[Records drawn from a dataset]
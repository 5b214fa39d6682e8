// SPDX-License-Identifier: MIT OR Apache-2.0
//! Cooperative frame pacing.
//!
//! Two independent clock sources feed the same tick path:
//! - The foreground clock is the host's per-frame callback
//!   (animation-frame style). Hosting browsers suspend it when the tab
//!   is backgrounded.
//! - The background watchdog is a coarse timer that keeps firing
//!   regardless of tab visibility. It performs a tick only when the
//!   foreground clock has stalled past a threshold, so at most one
//!   clock performs any given logical tick.
//!
//! All clock state lives in one [`FrameClock`] instance; multiple
//! scenes can run side by side without cross-talk.

use crate::scene::SharedScene;
use std::time::{Duration, Instant};
use tokio::time::MissedTickBehavior;

/// Fraction of the target frame interval that must elapse before a
/// foreground tick is processed. Caps the effective frame rate below
/// the display's native rate without busy-waiting.
const THROTTLE_FACTOR: f64 = 0.9;

/// Shared pacing state for the foreground and background clocks.
#[derive(Debug)]
pub struct FrameClock {
    running: bool,
    last_tick: Option<Instant>,
    target_frame_interval: Duration,
    watchdog_stall: Duration,
}

impl FrameClock {
    /// Create a stopped clock.
    pub fn new(target_frame_interval: Duration, watchdog_stall: Duration) -> Self {
        Self {
            running: false,
            last_tick: None,
            target_frame_interval,
            watchdog_stall,
        }
    }

    /// Start ticking from `now`. No-op when already running.
    pub fn start(&mut self, now: Instant) {
        if self.running {
            return;
        }
        self.running = true;
        self.last_tick = Some(now);
    }

    /// Stop ticking. No-op when already stopped.
    pub fn stop(&mut self) {
        self.running = false;
        self.last_tick = None;
    }

    /// Whether the clock is running.
    pub fn is_running(&self) -> bool {
        self.running
    }

    /// Foreground gate. Returns the elapsed seconds to process, or
    /// `None` when stopped or when the elapsed time is still under the
    /// throttle threshold (the tick is skipped entirely, with no state
    /// mutation).
    pub fn frame_elapsed(&mut self, now: Instant) -> Option<f64> {
        if !self.running {
            return None;
        }
        let Some(last) = self.last_tick else {
            self.last_tick = Some(now);
            return None;
        };
        let elapsed = now.saturating_duration_since(last);
        if elapsed.as_secs_f64() < THROTTLE_FACTOR * self.target_frame_interval.as_secs_f64() {
            return None;
        }
        self.last_tick = Some(now);
        Some(elapsed.as_secs_f64())
    }

    /// Background watchdog gate. Acts only when the foreground clock
    /// has not processed a tick for longer than the stall threshold.
    /// Shares `last_tick` with the foreground gate, so the two never
    /// process the same logical tick.
    pub fn stalled_elapsed(&mut self, now: Instant) -> Option<f64> {
        if !self.running {
            return None;
        }
        let last = self.last_tick?;
        let elapsed = now.saturating_duration_since(last);
        if elapsed < self.watchdog_stall {
            return None;
        }
        self.last_tick = Some(now);
        Some(elapsed.as_secs_f64())
    }
}

/// Drive a scene's cooperative loop until the current play session
/// stops the clock.
///
/// Intended for headless and automated playback; a browser host calls
/// [`Scene::frame_tick`](crate::Scene::frame_tick) and
/// [`Scene::watchdog_tick`](crate::Scene::watchdog_tick) from its own
/// timers instead. Each tick runs to completion under the scene lock
/// before the loop yields.
pub async fn drive(scene: &SharedScene) {
    let (frame_interval, watchdog_interval) = {
        let scene = scene.lock();
        (
            scene.config().target_frame_interval(),
            scene.config().watchdog_interval(),
        )
    };

    let mut frames = tokio::time::interval(frame_interval);
    frames.set_missed_tick_behavior(MissedTickBehavior::Delay);
    let mut watchdog = tokio::time::interval(watchdog_interval);
    watchdog.set_missed_tick_behavior(MissedTickBehavior::Delay);

    loop {
        tokio::select! {
            _ = frames.tick() => {
                if !scene.lock().frame_tick(Instant::now()) {
                    break;
                }
            }
            _ = watchdog.tick() => {
                if !scene.lock().watchdog_tick(Instant::now()) {
                    break;
                }
            }
        }
    }
}
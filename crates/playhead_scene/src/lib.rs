// SPDX-License-Identifier: MIT OR Apache-2.0
//! Scene orchestrator and cooperative playback scheduler for the
//! Playhead engine.
//!
//! This crate ties the sequencer and the snapshot layer together:
//! - A [`Scene`] owning the entity list, the active timeline, and the
//!   undo/redo manager
//! - A dual-clock frame scheduler (foreground frame callbacks plus a
//!   coarse background watchdog for throttled tabs)
//! - Render and audio sink contracts
//!
//! ## Architecture
//!
//! Scheduling is single-threaded cooperative: each tick runs entity
//! updaters, the timeline step, the camera updater, a render trigger,
//! and a finish check synchronously to completion before yielding. The
//! only suspension points are between ticks.

pub mod audio;
pub mod config;
pub mod render;
pub mod scene;
pub mod scheduler;

pub use audio::{AudioSink, NullAudio};
pub use config::SceneConfig;
pub use render::{NullRenderer, RenderSink};
pub use scene::{CameraUpdater, PlaybackFinished, Scene, SharedScene};
pub use scheduler::{drive, FrameClock};

pub use playhead_sequencer::{Animation, AnimationHandle, Position, Timeline, Wait};
pub use playhead_state::{
    BasicMobject, EntityHandle, EntityRecord, Mobject, SceneSnapshot, StateManager, Style,
    VisualState,
};
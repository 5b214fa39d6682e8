// SPDX-License-Identifier: MIT OR Apache-2.0
//! Runtime configuration for a scene's playback loop.

use serde::{Deserialize, Serialize};
use std::time::Duration;

/// Playback loop settings.
///
/// Values are defensively clamped on use; a nonsense frame rate never
/// produces a zero or negative interval.
#[derive(Debug, Clone, Serialize, Deserialize)]
pub struct SceneConfig {
    /// Target frame rate for the foreground clock
    pub frame_rate: f64,
    /// Maximum undo history depth
    pub history_depth: usize,
    /// Background watchdog firing interval in milliseconds
    pub watchdog_interval_ms: u64,
    /// Foreground stall threshold in milliseconds before the watchdog
    /// takes over a tick
    pub watchdog_stall_ms: u64,
}

impl Default for SceneConfig {
    fn default() -> Self {
        Self {
            frame_rate: 60.0,
            history_depth: 50,
            watchdog_interval_ms: 100,
            watchdog_stall_ms: 200,
        }
    }
}

impl SceneConfig {
    /// Interval between foreground ticks at the target frame rate.
    pub fn target_frame_interval(&self) -> Duration {
        let rate = if self.frame_rate.is_finite() {
            self.frame_rate.clamp(1.0, 240.0)
        } else {
            60.0
        };
        Duration::from_secs_f64(1.0 / rate)
    }

    /// Interval between background watchdog checks.
    pub fn watchdog_interval(&self) -> Duration {
        Duration::from_millis(self.watchdog_interval_ms.max(1))
    }

    /// Foreground stall threshold before the watchdog acts.
    pub fn watchdog_stall(&self) -> Duration {
        Duration::from_millis(self.watchdog_stall_ms.max(1))
    }
}
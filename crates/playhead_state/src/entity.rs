// SPDX-License-Identifier: MIT OR Apache-2.0
//! Entity capability contract consumed by the snapshot system.

use parking_lot::Mutex;
use serde::{Deserialize, Serialize};
use std::sync::Arc;

/// Shared handle to a live scene entity.
///
/// Entities are shared mutably between the playback tick path and host
/// code; the cooperative scheduling model guarantees the two never
/// interleave partway through a tick.
pub type EntityHandle = Arc<Mutex<dyn Mobject + Send>>;

/// Per-frame updater callback attached to an entity.
pub type Updater = Box<dyn FnMut(&mut VisualState, f64) + Send>;

/// Visual style of an entity.
#[derive(Debug, Clone, PartialEq, Serialize, Deserialize)]
pub struct Style {
    /// Fill color (RGBA, each channel 0.0-1.0)
    pub fill_color: [f32; 4],
    /// Stroke color (RGBA, each channel 0.0-1.0)
    pub stroke_color: [f32; 4],
    /// Stroke width in scene units
    pub stroke_width: f64,
    /// Overall opacity multiplier (0.0-1.0)
    pub opacity: f64,
}

impl Default for Style {
    fn default() -> Self {
        Self {
            fill_color: [1.0, 1.0, 1.0, 1.0],
            stroke_color: [1.0, 1.0, 1.0, 1.0],
            stroke_width: 2.0,
            opacity: 1.0,
        }
    }
}

/// Flat visual state of a single entity, children excluded.
#[derive(Debug, Clone, PartialEq, Serialize, Deserialize)]
pub struct VisualState {
    /// Position in scene units
    pub position: [f64; 2],
    /// Rotation in radians
    pub rotation: f64,
    /// Scale factors
    pub scale: [f64; 2],
    /// Visual style
    pub style: Style,
    /// Bezier control points of the entity's curve
    pub points: Vec<[f64; 2]>,
}

impl Default for VisualState {
    fn default() -> Self {
        Self {
            position: [0.0, 0.0],
            rotation: 0.0,
            scale: [1.0, 1.0],
            style: Style::default(),
            points: Vec::new(),
        }
    }
}

/// Capability set the playback core needs from a live entity.
///
/// The core does not own entity identity; it only reads and writes
/// through this contract. Concrete entity types (text, shapes, groups)
/// are supplied by the host's geometry layer.
pub trait Mobject {
    /// Run attached per-frame updater callbacks.
    fn update(&mut self, dt: f64);

    /// Whether the renderer needs to redraw this entity.
    fn is_dirty(&self) -> bool;

    /// Set the render-dirty flag.
    fn set_dirty(&mut self, dirty: bool);

    /// Return the visual state to its constructed baseline.
    fn reset(&mut self);

    /// Read the flat visual state.
    fn visual(&self) -> VisualState;

    /// Overwrite the flat visual state.
    fn set_visual(&mut self, state: &VisualState);

    /// Child entities in traversal order.
    fn children(&self) -> Vec<EntityHandle> {
        Vec::new()
    }
}

/// Straightforward entity with a visual state, optional children, and
/// attached per-frame updaters.
///
/// Hosts with richer geometry implement [`Mobject`] themselves; this
/// type covers groups, tests, and simple scripted scenes.
#[derive(Default)]
pub struct BasicMobject {
    state: VisualState,
    baseline: VisualState,
    dirty: bool,
    children: Vec<EntityHandle>,
    updaters: Vec<Updater>,
}

impl BasicMobject {
    /// Create an entity with the default visual state.
    pub fn new() -> Self {
        Self::default()
    }

    /// Create an entity with the given visual state as its baseline.
    pub fn with_state(state: VisualState) -> Self {
        Self {
            baseline: state.clone(),
            state,
            dirty: true,
            children: Vec::new(),
            updaters: Vec::new(),
        }
    }

    /// Wrap this entity in a shared handle.
    pub fn handle(self) -> EntityHandle {
        Arc::new(Mutex::new(self))
    }

    /// Attach a per-frame updater. Updaters run in attachment order.
    pub fn add_updater(&mut self, updater: impl FnMut(&mut VisualState, f64) + Send + 'static) {
        self.updaters.push(Box::new(updater));
    }

    /// Remove all attached updaters.
    pub fn clear_updaters(&mut self) {
        self.updaters.clear();
    }

    /// Add a child entity.
    pub fn add_child(&mut self, child: EntityHandle) {
        self.children.push(child);
    }

    /// Read access to the visual state.
    pub fn state(&self) -> &VisualState {
        &self.state
    }

    /// Mutable access to the visual state; marks the entity dirty.
    pub fn state_mut(&mut self) -> &mut VisualState {
        self.dirty = true;
        &mut self.state
    }
}

impl Mobject for BasicMobject {
    fn update(&mut self, dt: f64) {
        for updater in &mut self.updaters {
            updater(&mut self.state, dt);
        }
        if !self.updaters.is_empty() {
            self.dirty = true;
        }
        for child in &self.children {
            child.lock().update(dt);
        }
    }

    fn is_dirty(&self) -> bool {
        self.dirty
    }

    fn set_dirty(&mut self, dirty: bool) {
        self.dirty = dirty;
    }

    fn reset(&mut self) {
        self.state = self.baseline.clone();
        self.dirty = true;
    }

    fn visual(&self) -> VisualState {
        self.state.clone()
    }

    fn set_visual(&mut self, state: &VisualState) {
        self.state = state.clone();
        self.dirty = true;
    }

    fn children(&self) -> Vec<EntityHandle> {
        self.children.clone()
    }
}

#[cfg(test)]
mod tests {
    use super::*;

    #[test]
    fn test_updaters_run_in_order() {
        let mut entity = BasicMobject::new();
        entity.add_updater(|state, dt| state.position[0] += dt);
        entity.add_updater(|state, _| state.position[0] *= 2.0);

        entity.update(1.0);
        assert_eq!(entity.state().position[0], 2.0);
        assert!(entity.is_dirty());
    }

    #[test]
    fn test_reset_restores_baseline() {
        let mut state = VisualState::default();
        state.position = [3.0, 4.0];
        let mut entity = BasicMobject::with_state(state.clone());

        entity.state_mut().position = [9.0, 9.0];
        entity.reset();
        assert_eq!(entity.state().position, state.position);
    }

    #[test]
    fn test_update_recurses_into_children() {
        let mut child = BasicMobject::new();
        child.add_updater(|state, dt| state.position[1] += dt);
        let child = child.handle();

        let mut parent = BasicMobject::new();
        parent.add_child(child.clone());
        parent.update(0.5);

        assert_eq!(child.lock().visual().position[1], 0.5);
    }
}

WORK TO BE COMPLETED =>
Starting with the first line of the entries, transcribe every line up to and including the one with "that keeps firing".

RESULT BELOW =>
repository 5b214fa39d6682e8
// SPDX-License-Identifier: MIT OR Apache-2.0
//! Cooperative frame pacing.
//!
//! Two independent clock sources feed the same tick path:
//! - The foreground clock is the host's per-frame callback
//!   (animation-frame style). Hosting browsers suspend it when the tab
//!   is backgrounded.
//! - The background watchdog is a coarse timer that keeps firing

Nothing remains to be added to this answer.